● **WORK REQUIRED**: Set down the whole listing verbatim.

● **DATA EXCERPTS**:
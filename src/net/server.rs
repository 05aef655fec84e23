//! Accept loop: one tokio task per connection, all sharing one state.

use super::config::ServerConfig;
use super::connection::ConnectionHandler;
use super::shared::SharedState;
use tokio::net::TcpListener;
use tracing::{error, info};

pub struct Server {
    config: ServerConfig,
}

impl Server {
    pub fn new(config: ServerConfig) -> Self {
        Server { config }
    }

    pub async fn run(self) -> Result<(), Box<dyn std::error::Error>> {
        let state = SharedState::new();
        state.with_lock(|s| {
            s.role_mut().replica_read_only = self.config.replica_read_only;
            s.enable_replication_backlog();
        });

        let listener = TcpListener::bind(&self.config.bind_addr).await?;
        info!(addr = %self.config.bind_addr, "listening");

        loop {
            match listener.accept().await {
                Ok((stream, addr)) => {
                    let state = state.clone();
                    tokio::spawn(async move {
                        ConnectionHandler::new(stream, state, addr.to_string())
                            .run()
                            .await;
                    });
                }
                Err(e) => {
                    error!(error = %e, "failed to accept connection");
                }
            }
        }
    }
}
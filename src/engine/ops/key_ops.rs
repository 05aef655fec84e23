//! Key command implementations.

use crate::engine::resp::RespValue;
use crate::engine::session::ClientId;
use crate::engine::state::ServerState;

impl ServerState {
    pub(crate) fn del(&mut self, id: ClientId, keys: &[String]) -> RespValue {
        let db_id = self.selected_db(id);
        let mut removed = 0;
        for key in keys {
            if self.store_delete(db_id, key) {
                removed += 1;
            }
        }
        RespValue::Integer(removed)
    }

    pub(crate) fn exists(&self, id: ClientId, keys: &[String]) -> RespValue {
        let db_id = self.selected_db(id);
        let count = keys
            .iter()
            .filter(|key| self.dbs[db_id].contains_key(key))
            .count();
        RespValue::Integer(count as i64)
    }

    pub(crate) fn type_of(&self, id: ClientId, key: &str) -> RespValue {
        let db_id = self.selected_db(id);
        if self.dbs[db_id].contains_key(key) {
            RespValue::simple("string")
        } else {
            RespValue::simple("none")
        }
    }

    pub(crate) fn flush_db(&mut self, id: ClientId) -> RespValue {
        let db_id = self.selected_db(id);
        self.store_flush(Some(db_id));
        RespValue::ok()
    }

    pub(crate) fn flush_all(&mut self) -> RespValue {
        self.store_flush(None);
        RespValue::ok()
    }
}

● **ANSWER SECTION**:
filename src/net/server.rs
repository 05aef655fec84e23
//! Accept loop: one tokio task per connection, all sharing one state.

use super::config::ServerConfig;
use super::connection::ConnectionHandler;
use super::shared::SharedState;
use tokio::net::TcpListener;
use tracing::{error, info};

pub struct Server {
    config: ServerConfig,
}

impl Server {
    pub fn new(config: ServerConfig) -> Self {
        Server { config }
    }

    pub async fn run(self) -> Result<(), Box<dyn std::error::Error>> {
        let state = SharedState::new();
        state.with_lock(|s| {
            s.role_mut().replica_read_only = self.config.replica_read_only;
            s.enable_replication_backlog();
        });

        let listener = TcpListener::bind(&self.config.bind_addr).await?;
        info!(addr = %self.config.bind_addr, "listening");

        loop {
            match listener.accept().await {
                Ok((stream, addr)) => {
                    let state = state.clone();
                    tokio::spawn(async move {
                        ConnectionHandler::new(stream, state, addr.to_string())
                            .run()
                            .await;
                    });
                }
                Err(e) => {
                    error!(error = %e, "failed to accept connection");
                }
            }
        }
    }
}
filename src/engine/ops/key_ops.rs
repository 05aef655fec84e23
//! Key command implementations.

use crate::engine::resp::RespValue;
use crate::engine::session::ClientId;
use crate::engine::state::ServerState;

impl ServerState {
    pub(crate) fn del(&mut self, id: ClientId, keys: &[String]) -> RespValue {
        let db_id = self.selected_db(id);
        let mut removed = 0;
        for key in keys {
            if self.store_delete(db_id, key) {
                removed += 1;
            }
        }
        RespValue::Integer(removed)
    }

    pub(crate) fn exists(&self, id: ClientId, keys: &[String]) -> RespValue {
        let db_id = self.selected_db(id);
        let count = keys
            .iter()
            .filter(|key| self.dbs[db_id].contains_key(key))
            .count();
        RespValue::Integer(count as i64)
    }

    pub(crate) fn type_of(&self, id: ClientId, key: &str) -> RespValue {
        let db_id = self.selected_db(id);
        if self.dbs[db_id].contains_key(key) {
            RespValue::simple("string")
        } else {
            RespValue::simple("none")
        }
    }

    pub(crate) fn flush_db(&mut self, id: ClientId) -> RespValue {
        let db_id = self.selected_db(id);
        self.store_flush(Some(db_id));
        RespValue::ok()
    }

    pub(crate) fn flush_all(&mut self) -> RespValue {
        self.store_flush(None);
        RespValue::ok()
    }
}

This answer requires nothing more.